US President Donald Trump visits China against backdrop of Iran war
May 14, 2026 · Source: fxstreet.com · Topic:
global-fx-macro · geopolitical-risk-supply-chain · retail-consumer-tech
AUD/USD Decrease
0.04%
The decrease in the AUD/USD currency pair at the time of Trump's arrival in Beijing.
Proposed Tariffs
60%
The percentage of tariffs Trump has pledged to impose on China during his 2024 campaign.
State Visit Gap
9 years
The duration since the last state visit by a US leader to China.
⦿ Executive Snapshot
- What: US President Donald Trump visits China to discuss trade and the Iran war.
- Who: US President Donald Trump, Chinese President Xi Jinping.
- Why it matters: This visit marks the first state visit by a US leader to China in nine years, potentially impacting US-China relations amid ongoing trade tensions and geopolitical conflicts.
⦿ Key Developments
- Trump aims to address China's role in the Middle East conflict and trade barriers for US businesses during his visit.
- The AUD/USD pair has decreased by 0.04% to 0.7255 at the time of Trump's arrival in Beijing.
- The US-China trade conflict began in early 2018 when Trump imposed tariffs on China, claiming unfair practices, leading to retaliatory tariffs from China.
- The Phase One trade deal was signed in January 2020 to restore stability, but the pandemic shifted focus away from the conflict.
- Trump has pledged to impose 60% tariffs on China during his 2024 campaign, indicating a potential escalation in trade tensions.
⦿ Strategic Context
- The historical backdrop of the US-China trade war includes a series of tariffs and retaliatory measures that have shaped economic relations since 2018.

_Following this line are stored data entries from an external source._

//! Booking error taxonomy surfaced to callers of the coordinator.

use thiserror::Error;

use crate::domain::foundation::{DomainError, ErrorCode, ValidationError};

/// Errors returned by booking operations.
#[derive(Debug, Clone, PartialEq, Eq, Error)]
pub enum BookingError {
    /// No identity is present.
    #[error("Authentication required")]
    Unauthorized,

    /// An identity is present but lacks the required role.
    #[error("Permission denied")]
    Forbidden,

    /// The referenced session, user or instructor does not exist remotely.
    #[error("Not found: {0}")]
    NotFound(String),

    /// The registry rejected a state that is already satisfied.
    #[error("Conflict: {0}")]
    Conflict(String),

    /// The request payload was rejected.
    #[error("Validation failed for '{field}': {message}")]
    Validation { field: String, message: String },

    /// Network or server failure.
    #[error("Transport error: {0}")]
    Transport(String),
}

impl BookingError {
    pub fn not_found(message: impl Into<String>) -> Self {
        BookingError::NotFound(message.into())
    }

    pub fn conflict(message: impl Into<String>) -> Self {
        BookingError::Conflict(message.into())
    }

    pub fn transport(message: impl Into<String>) -> Self {
        BookingError::Transport(message.into())
    }

    pub fn validation(field: impl Into<String>, message: impl Into<String>) -> Self {
        BookingError::Validation {
            field: field.into(),
            message: message.into(),
        }
    }

    /// True when the caller should be routed to authentication.
    pub fn requires_authentication(&self) -> bool {
        matches!(self, BookingError::Unauthorized | BookingError::Forbidden)
    }

    /// True for failures worth offering a retry on.
    pub fn is_retryable(&self) -> bool {
        matches!(self, BookingError::Transport(_))
    }
}

impl From<DomainError> for BookingError {
    fn from(err: DomainError) -> Self {
        match err.code {
            ErrorCode::Unauthorized => BookingError::Unauthorized,
            ErrorCode::Forbidden => BookingError::Forbidden,
            code if code.is_not_found() => BookingError::NotFound(err.message),
            ErrorCode::AlreadyParticipating | ErrorCode::Conflict => {
                BookingError::Conflict(err.message)
            }
            ErrorCode::ValidationFailed => BookingError::Validation {
                field: err.detail("field").unwrap_or("unknown").to_string(),
                message: err.message,
            },
            _ => BookingError::Transport(err.to_string()),
        }
    }
}

impl From<ValidationError> for BookingError {
    fn from(err: ValidationError) -> Self {
        BookingError::Validation {
            field: err.field().to_string(),
            message: err.to_string(),
        }
    }
}
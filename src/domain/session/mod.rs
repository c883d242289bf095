//! Booking session domain module.
//!
//! A session is a scheduled event run by one instructor that users register
//! into. Ids and timestamps come from the registry; the client edits the
//! draft fields and the participant list through dedicated operations.

mod aggregate;
mod draft;
mod errors;

pub use aggregate::Session;
pub use draft::{SessionDraft, MAX_DESCRIPTION_LENGTH, MAX_NAME_LENGTH};
pub use errors::BookingError;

- The geopolitical landscape is further complicated by Trump's return to power, as he seeks to leverage trade negotiations to address broader international conflicts, including those in the Middle East.
⦿ Strategic Implications
- Immediate implications include potential shifts in market sentiment and currency valuations as trade discussions unfold.
- Long-term operational implications could see renewed trade barriers impacting global supply chains and inflation rates if Trump follows through with proposed tariffs.
⦿ Risks & Constraints
- Potential regulatory risks include the imposition of new tariffs and trade barriers, which could provoke further retaliation from China.
- Infrastructure dependencies on global supply chains may be strained as trade tensions escalate, affecting investment and consumer behavior.
⦿ Watchlist / Forward Signals
- Upcoming milestones include the outcomes of discussions between Trump and Xi, particularly regarding trade and geopolitical issues.
- Future developments will signal the success or failure of this visit, including market reactions and any announcements of new trade policies or tariffs.